- Exercise prompt -
Only the lines from the top of the data through the line with "Phase, action: &'static" should be repeated, each exactly as written.

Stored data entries
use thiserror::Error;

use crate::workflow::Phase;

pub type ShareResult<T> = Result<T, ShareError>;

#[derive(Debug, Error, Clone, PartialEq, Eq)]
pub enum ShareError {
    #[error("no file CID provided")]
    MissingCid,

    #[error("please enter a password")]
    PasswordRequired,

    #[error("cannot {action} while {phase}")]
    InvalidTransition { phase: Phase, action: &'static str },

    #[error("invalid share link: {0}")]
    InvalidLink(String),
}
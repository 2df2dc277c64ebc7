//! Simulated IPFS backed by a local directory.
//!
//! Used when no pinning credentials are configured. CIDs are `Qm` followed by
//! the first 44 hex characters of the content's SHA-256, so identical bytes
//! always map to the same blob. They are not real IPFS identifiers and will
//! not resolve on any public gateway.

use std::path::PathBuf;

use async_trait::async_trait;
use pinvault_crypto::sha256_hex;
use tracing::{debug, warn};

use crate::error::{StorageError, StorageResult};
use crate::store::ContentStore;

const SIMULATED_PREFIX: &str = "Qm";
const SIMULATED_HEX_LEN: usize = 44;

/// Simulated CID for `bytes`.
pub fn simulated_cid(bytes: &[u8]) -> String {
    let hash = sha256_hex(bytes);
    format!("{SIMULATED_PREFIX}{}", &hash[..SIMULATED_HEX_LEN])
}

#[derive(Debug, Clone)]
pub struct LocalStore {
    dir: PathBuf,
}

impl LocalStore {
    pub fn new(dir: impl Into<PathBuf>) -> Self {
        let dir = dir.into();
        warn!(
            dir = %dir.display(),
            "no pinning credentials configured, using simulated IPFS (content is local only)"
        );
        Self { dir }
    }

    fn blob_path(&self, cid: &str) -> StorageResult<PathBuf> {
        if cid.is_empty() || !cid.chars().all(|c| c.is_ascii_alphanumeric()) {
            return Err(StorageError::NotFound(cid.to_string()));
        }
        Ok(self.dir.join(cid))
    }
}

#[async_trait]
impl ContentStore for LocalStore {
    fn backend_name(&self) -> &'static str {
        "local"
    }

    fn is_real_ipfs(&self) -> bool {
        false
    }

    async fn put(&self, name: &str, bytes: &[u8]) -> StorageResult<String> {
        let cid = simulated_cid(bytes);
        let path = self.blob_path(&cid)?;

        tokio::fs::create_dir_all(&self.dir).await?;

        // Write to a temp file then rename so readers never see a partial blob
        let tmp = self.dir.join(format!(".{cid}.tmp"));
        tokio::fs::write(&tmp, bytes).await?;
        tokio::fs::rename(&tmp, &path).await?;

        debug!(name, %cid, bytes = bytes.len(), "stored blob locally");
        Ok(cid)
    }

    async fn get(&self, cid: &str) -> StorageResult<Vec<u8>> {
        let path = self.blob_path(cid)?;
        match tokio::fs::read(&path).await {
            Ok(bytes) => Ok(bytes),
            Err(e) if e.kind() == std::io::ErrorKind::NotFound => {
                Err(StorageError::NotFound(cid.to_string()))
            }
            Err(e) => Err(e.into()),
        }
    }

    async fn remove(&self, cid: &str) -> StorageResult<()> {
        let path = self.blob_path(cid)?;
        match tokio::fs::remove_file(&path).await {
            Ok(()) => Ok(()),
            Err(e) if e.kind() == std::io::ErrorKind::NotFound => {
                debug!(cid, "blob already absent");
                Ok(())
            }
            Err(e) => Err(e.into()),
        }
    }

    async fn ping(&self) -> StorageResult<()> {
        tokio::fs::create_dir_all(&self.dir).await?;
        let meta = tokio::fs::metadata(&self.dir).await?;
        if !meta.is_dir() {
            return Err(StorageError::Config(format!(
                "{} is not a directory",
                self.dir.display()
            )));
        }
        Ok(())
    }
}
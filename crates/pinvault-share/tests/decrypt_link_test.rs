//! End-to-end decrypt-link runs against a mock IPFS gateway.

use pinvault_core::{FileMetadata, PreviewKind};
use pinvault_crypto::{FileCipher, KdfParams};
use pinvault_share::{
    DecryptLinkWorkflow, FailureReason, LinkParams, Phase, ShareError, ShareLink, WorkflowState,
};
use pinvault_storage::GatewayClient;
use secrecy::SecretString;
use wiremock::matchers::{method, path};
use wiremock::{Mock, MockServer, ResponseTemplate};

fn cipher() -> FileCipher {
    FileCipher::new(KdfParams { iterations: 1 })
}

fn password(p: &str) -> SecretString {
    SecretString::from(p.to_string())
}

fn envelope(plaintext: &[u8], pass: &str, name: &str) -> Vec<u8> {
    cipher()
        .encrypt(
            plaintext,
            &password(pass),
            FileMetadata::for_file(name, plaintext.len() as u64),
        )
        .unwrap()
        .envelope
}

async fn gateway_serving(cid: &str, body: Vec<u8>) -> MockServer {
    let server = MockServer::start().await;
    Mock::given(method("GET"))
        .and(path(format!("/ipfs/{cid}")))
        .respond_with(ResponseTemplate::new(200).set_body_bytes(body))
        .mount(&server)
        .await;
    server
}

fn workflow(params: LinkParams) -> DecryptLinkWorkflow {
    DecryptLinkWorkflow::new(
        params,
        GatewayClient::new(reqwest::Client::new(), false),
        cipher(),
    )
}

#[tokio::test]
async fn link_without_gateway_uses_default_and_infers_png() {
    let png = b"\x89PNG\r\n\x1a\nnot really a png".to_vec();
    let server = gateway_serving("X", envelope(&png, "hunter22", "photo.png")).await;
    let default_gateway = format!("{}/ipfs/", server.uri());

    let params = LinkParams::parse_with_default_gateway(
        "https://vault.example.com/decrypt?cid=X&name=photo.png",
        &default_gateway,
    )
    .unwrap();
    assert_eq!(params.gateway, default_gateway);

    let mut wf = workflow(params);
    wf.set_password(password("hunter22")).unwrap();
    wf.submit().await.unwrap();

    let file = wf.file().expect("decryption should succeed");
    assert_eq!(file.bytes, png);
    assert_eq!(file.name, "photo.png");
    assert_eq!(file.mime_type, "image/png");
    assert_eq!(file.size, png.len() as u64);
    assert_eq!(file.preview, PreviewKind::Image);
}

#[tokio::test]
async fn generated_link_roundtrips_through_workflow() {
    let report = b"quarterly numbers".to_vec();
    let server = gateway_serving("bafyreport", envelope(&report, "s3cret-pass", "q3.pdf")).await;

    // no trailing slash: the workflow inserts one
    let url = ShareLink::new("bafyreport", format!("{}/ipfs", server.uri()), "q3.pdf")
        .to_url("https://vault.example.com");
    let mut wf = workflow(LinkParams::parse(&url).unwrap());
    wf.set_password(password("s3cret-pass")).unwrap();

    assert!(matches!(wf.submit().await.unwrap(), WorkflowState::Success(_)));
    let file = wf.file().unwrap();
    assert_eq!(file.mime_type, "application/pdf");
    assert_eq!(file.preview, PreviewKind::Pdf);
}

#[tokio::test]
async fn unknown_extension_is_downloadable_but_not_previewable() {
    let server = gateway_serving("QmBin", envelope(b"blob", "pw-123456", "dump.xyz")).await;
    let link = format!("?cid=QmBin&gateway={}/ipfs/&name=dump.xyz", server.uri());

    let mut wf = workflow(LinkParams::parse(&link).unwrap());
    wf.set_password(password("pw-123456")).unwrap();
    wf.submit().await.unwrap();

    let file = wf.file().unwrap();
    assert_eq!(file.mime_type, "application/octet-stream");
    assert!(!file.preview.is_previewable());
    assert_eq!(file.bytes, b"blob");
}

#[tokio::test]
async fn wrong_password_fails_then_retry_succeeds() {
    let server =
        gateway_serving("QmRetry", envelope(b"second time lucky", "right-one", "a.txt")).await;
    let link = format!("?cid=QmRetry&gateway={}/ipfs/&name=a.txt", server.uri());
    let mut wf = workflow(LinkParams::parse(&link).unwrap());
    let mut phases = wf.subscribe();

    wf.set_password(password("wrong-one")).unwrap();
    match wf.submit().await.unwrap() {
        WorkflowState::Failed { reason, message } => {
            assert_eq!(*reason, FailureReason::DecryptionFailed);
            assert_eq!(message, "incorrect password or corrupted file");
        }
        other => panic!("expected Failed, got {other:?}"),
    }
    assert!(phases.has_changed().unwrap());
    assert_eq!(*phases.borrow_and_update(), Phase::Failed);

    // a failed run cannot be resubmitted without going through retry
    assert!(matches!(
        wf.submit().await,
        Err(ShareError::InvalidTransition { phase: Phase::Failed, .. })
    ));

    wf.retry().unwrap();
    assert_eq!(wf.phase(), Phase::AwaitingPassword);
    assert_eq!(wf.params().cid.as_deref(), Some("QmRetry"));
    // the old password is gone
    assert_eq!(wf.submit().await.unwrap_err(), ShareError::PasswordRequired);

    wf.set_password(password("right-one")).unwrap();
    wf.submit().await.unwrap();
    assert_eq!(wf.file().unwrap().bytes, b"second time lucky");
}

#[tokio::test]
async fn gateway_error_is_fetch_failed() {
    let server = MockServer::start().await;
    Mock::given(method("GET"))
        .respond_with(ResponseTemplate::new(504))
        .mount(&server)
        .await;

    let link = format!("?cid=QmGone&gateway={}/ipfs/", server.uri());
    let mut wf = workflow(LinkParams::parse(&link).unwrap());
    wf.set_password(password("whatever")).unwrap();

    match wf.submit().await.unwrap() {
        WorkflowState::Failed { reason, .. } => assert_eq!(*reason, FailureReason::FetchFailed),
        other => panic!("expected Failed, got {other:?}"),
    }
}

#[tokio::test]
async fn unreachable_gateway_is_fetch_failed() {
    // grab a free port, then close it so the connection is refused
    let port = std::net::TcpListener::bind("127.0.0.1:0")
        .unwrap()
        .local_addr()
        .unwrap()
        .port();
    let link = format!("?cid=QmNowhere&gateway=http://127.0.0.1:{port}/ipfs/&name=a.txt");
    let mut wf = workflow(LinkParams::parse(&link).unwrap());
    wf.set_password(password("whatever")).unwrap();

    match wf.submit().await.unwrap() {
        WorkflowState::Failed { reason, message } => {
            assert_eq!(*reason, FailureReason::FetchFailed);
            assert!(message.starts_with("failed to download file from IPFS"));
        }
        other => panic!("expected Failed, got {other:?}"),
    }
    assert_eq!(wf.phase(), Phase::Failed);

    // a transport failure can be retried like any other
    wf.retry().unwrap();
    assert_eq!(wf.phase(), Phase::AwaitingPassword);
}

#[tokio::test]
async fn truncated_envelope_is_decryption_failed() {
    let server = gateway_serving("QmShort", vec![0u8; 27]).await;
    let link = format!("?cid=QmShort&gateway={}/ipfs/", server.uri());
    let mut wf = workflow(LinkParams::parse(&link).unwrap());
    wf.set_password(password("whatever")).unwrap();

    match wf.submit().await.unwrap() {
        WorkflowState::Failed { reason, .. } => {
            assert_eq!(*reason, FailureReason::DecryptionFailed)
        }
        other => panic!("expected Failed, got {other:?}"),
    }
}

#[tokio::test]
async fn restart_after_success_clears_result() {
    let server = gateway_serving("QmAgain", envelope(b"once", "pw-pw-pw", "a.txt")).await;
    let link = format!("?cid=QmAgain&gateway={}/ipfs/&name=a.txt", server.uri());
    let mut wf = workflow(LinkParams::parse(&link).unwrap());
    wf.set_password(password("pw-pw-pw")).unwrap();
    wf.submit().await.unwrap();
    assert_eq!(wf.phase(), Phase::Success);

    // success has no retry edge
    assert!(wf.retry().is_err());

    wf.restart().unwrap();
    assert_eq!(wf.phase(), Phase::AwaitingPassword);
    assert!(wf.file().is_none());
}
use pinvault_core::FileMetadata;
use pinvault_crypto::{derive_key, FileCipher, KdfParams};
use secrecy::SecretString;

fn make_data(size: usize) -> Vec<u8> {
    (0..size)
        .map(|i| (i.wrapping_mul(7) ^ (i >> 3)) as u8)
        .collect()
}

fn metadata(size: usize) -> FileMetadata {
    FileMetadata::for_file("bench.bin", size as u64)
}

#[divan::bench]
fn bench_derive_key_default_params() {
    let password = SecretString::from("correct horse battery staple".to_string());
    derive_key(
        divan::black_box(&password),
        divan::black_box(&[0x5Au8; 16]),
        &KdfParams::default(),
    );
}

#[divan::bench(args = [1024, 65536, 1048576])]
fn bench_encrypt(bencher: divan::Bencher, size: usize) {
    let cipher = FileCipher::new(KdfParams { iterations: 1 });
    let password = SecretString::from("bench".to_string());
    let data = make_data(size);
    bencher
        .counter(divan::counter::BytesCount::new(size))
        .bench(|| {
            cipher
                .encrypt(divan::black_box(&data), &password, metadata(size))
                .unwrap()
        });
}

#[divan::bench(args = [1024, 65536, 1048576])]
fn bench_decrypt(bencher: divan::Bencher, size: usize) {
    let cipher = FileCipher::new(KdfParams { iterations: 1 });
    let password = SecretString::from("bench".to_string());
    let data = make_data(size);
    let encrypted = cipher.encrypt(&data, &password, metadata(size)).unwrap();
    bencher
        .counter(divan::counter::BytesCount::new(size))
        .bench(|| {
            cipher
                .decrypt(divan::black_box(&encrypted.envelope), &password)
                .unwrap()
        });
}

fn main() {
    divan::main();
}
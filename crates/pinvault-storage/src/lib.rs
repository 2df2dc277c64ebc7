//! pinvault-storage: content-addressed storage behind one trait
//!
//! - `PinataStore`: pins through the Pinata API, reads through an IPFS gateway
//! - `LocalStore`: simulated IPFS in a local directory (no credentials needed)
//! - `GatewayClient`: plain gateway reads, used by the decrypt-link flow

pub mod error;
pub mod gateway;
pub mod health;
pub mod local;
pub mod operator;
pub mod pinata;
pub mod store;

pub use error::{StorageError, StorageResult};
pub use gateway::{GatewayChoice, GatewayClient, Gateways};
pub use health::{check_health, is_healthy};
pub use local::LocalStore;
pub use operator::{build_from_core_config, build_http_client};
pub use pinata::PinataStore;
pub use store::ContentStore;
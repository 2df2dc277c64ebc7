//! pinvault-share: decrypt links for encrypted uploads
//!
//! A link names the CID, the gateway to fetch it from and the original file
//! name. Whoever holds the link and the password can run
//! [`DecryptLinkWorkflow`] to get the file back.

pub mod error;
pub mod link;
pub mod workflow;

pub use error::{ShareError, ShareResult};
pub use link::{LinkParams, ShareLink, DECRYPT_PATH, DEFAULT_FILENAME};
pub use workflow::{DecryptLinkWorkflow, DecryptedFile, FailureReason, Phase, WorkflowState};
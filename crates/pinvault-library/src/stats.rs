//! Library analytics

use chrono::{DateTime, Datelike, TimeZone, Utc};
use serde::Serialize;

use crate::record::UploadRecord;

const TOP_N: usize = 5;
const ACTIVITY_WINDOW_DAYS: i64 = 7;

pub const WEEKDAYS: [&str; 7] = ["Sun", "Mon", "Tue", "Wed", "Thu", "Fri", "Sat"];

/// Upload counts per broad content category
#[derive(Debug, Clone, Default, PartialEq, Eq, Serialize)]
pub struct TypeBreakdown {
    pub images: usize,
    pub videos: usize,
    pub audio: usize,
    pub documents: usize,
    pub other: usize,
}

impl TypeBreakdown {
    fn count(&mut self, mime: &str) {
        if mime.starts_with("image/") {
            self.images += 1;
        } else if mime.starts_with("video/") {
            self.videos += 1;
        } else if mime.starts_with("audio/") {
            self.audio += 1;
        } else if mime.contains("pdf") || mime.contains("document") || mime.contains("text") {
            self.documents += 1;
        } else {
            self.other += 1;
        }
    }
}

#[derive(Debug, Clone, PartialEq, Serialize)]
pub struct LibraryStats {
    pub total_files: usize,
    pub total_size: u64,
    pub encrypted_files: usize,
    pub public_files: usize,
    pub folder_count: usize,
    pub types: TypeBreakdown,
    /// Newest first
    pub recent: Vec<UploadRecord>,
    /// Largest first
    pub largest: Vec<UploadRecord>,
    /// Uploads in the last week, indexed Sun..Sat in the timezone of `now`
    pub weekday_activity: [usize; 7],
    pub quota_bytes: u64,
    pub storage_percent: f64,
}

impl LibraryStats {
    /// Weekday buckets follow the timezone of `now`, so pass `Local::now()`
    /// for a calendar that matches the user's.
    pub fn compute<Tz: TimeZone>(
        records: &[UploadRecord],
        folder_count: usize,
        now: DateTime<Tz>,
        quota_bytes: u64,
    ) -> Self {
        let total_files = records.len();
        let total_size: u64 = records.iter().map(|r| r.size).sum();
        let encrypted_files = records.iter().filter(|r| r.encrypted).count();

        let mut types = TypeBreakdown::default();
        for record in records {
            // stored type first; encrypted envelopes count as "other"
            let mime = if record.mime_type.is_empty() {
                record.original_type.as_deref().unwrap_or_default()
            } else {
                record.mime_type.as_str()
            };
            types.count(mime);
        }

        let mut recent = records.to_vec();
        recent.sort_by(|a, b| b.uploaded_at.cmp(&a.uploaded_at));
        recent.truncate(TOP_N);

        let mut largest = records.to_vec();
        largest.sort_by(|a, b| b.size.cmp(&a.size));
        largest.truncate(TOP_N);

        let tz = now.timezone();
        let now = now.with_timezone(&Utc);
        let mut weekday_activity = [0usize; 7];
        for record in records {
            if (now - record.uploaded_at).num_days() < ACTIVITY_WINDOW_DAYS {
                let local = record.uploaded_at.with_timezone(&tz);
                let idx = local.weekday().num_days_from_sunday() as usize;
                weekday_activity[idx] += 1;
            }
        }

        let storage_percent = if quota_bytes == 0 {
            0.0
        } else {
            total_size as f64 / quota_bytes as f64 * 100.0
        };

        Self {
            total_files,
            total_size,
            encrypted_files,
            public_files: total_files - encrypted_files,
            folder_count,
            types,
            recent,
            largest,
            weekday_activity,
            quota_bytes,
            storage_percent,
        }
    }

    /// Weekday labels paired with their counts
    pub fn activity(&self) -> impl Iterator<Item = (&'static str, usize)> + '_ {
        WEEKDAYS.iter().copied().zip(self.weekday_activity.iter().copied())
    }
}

- Task response -
use thiserror::Error;

use crate::workflow::Phase;

pub type ShareResult<T> = Result<T, ShareError>;

#[derive(Debug, Error, Clone, PartialEq, Eq)]
pub enum ShareError {
    #[error("no file CID provided")]
    MissingCid,

    #[error("please enter a password")]
    PasswordRequired,

    #[error("cannot {action} while {phase}")]
    InvalidTransition { phase: Phase, action: &'static str },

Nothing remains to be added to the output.